* Description of the task
Give back an exact copy of the lines below, from the first through the line with "of its values"; please stop there.

* Data
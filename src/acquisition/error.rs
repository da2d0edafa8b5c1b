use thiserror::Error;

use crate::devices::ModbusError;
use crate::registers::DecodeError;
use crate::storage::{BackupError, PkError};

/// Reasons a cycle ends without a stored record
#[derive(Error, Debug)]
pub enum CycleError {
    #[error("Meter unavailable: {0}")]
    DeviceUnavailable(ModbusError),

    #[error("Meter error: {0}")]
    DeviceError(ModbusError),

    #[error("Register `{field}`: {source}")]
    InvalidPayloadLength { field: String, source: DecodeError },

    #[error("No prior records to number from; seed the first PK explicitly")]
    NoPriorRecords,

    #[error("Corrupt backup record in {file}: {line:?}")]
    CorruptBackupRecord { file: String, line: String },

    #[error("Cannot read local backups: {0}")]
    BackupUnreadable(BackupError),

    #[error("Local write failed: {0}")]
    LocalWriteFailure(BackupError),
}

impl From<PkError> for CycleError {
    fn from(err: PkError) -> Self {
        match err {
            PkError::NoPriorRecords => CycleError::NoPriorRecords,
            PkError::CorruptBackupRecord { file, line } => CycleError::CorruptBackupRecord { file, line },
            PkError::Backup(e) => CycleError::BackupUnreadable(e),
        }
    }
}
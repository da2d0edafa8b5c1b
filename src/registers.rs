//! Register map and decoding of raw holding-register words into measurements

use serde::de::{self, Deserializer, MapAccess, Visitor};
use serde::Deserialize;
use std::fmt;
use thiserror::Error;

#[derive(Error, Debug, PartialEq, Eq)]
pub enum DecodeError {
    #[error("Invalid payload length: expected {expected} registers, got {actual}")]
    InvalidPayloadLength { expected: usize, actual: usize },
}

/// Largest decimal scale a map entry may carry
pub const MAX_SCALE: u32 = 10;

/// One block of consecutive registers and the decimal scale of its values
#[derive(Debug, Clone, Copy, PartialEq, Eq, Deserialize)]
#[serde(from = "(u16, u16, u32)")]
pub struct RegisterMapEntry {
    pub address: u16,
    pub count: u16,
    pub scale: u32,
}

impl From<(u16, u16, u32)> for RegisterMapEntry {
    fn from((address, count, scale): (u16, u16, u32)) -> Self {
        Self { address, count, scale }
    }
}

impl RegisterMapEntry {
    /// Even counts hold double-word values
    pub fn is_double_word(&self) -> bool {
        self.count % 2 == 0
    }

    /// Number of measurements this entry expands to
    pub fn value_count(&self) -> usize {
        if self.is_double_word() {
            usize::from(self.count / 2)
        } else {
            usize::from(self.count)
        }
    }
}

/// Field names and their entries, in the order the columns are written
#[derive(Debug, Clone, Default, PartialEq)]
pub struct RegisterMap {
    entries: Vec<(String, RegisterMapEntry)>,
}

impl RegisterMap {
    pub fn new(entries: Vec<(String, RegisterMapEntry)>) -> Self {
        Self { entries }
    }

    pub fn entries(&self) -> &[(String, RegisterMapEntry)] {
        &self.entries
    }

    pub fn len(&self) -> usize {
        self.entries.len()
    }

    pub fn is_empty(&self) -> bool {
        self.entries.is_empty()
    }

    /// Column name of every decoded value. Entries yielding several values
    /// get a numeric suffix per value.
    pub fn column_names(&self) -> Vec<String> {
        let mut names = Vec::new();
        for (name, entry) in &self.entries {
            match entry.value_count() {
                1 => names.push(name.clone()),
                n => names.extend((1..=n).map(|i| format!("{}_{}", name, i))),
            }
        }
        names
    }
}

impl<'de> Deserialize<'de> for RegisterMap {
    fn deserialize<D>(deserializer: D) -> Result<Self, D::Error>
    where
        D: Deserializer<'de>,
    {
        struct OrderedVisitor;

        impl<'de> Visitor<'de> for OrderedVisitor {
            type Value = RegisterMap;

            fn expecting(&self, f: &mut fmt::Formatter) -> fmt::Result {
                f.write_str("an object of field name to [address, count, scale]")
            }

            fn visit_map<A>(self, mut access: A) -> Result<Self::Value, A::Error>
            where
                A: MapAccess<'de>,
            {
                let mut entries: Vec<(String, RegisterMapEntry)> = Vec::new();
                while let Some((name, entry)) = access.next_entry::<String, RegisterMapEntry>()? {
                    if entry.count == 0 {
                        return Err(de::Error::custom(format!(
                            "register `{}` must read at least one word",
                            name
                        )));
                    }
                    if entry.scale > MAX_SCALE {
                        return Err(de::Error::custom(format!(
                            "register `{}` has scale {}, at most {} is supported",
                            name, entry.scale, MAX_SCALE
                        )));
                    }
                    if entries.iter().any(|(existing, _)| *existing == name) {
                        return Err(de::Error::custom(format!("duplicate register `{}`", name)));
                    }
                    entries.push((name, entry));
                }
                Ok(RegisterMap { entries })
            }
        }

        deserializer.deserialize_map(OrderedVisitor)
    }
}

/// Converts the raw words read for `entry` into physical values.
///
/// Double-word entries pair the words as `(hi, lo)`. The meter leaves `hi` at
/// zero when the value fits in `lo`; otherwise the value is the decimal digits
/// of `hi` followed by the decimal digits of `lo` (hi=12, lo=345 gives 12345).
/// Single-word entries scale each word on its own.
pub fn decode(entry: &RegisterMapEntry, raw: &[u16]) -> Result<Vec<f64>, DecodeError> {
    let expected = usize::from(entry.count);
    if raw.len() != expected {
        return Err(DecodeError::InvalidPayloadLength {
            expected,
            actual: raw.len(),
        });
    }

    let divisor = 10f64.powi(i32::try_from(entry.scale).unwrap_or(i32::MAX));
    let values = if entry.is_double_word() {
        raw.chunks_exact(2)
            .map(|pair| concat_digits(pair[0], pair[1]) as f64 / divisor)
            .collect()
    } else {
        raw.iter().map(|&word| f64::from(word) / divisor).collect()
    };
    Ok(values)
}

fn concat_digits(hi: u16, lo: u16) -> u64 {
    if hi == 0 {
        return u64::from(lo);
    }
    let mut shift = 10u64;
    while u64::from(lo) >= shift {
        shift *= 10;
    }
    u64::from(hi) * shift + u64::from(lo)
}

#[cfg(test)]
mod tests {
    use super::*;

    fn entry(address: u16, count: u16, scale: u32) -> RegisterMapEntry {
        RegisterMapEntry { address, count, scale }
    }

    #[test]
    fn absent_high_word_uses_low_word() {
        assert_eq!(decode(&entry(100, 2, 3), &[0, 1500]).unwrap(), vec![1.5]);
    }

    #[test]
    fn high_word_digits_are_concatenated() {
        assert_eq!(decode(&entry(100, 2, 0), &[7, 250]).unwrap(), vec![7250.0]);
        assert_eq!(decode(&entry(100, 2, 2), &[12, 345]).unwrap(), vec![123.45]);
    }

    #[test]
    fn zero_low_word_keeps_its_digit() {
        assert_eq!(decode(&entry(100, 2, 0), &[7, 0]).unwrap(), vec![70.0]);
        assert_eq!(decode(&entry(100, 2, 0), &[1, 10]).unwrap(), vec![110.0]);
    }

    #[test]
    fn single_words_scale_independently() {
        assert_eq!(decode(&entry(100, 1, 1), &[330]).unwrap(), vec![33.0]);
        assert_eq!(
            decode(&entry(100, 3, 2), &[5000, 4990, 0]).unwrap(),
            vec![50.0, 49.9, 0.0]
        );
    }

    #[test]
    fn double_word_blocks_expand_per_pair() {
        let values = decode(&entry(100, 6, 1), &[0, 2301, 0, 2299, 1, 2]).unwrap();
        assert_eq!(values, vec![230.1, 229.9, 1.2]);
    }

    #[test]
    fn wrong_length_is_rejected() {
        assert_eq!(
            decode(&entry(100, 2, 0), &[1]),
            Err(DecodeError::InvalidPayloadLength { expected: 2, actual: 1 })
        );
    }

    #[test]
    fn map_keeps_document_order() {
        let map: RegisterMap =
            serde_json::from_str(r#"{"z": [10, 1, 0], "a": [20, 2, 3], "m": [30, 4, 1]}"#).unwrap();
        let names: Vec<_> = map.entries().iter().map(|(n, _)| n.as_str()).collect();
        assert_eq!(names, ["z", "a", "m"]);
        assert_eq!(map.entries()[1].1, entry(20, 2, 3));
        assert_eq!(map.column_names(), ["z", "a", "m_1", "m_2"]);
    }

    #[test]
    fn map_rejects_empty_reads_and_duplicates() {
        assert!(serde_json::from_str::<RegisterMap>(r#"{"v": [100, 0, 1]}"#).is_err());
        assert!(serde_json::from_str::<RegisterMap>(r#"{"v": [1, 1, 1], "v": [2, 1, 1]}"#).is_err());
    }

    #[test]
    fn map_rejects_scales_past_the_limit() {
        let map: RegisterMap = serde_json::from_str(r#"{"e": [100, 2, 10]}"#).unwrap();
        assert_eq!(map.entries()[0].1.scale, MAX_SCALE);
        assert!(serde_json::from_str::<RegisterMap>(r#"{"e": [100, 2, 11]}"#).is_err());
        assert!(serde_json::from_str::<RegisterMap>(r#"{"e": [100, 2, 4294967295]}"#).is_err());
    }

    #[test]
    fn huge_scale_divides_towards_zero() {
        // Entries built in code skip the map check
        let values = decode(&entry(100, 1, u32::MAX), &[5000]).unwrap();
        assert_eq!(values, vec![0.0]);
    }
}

* Result of this task
filename src/acquisition/error.rs
repository da2d0edafa8b5c1b
use thiserror::Error;

use crate::devices::ModbusError;
use crate::registers::DecodeError;
use crate::storage::{BackupError, PkError};

/// Reasons a cycle ends without a stored record
#[derive(Error, Debug)]
pub enum CycleError {
    #[error("Meter unavailable: {0}")]
    DeviceUnavailable(ModbusError),

    #[error("Meter error: {0}")]
    DeviceError(ModbusError),

    #[error("Register `{field}`: {source}")]
    InvalidPayloadLength { field: String, source: DecodeError },

    #[error("No prior records to number from; seed the first PK explicitly")]
    NoPriorRecords,

    #[error("Corrupt backup record in {file}: {line:?}")]
    CorruptBackupRecord { file: String, line: String },

    #[error("Cannot read local backups: {0}")]
    BackupUnreadable(BackupError),

    #[error("Local write failed: {0}")]
    LocalWriteFailure(BackupError),
}

impl From<PkError> for CycleError {
    fn from(err: PkError) -> Self {
        match err {
            PkError::NoPriorRecords => CycleError::NoPriorRecords,
            PkError::CorruptBackupRecord { file, line } => CycleError::CorruptBackupRecord { file, line },
            PkError::Backup(e) => CycleError::BackupUnreadable(e),
        }
    }
}
repository da2d0edafa8b5c1b
filename src/registers.rs
//! Register map and decoding of raw holding-register words into measurements

use serde::de::{self, Deserializer, MapAccess, Visitor};
use serde::Deserialize;
use std::fmt;
use thiserror::Error;

#[derive(Error, Debug, PartialEq, Eq)]
pub enum DecodeError {
    #[error("Invalid payload length: expected {expected} registers, got {actual}")]
    InvalidPayloadLength { expected: usize, actual: usize },
}

/// Largest decimal scale a map entry may carry
pub const MAX_SCALE: u32 = 10;

/// One block of consecutive registers and the decimal scale of its values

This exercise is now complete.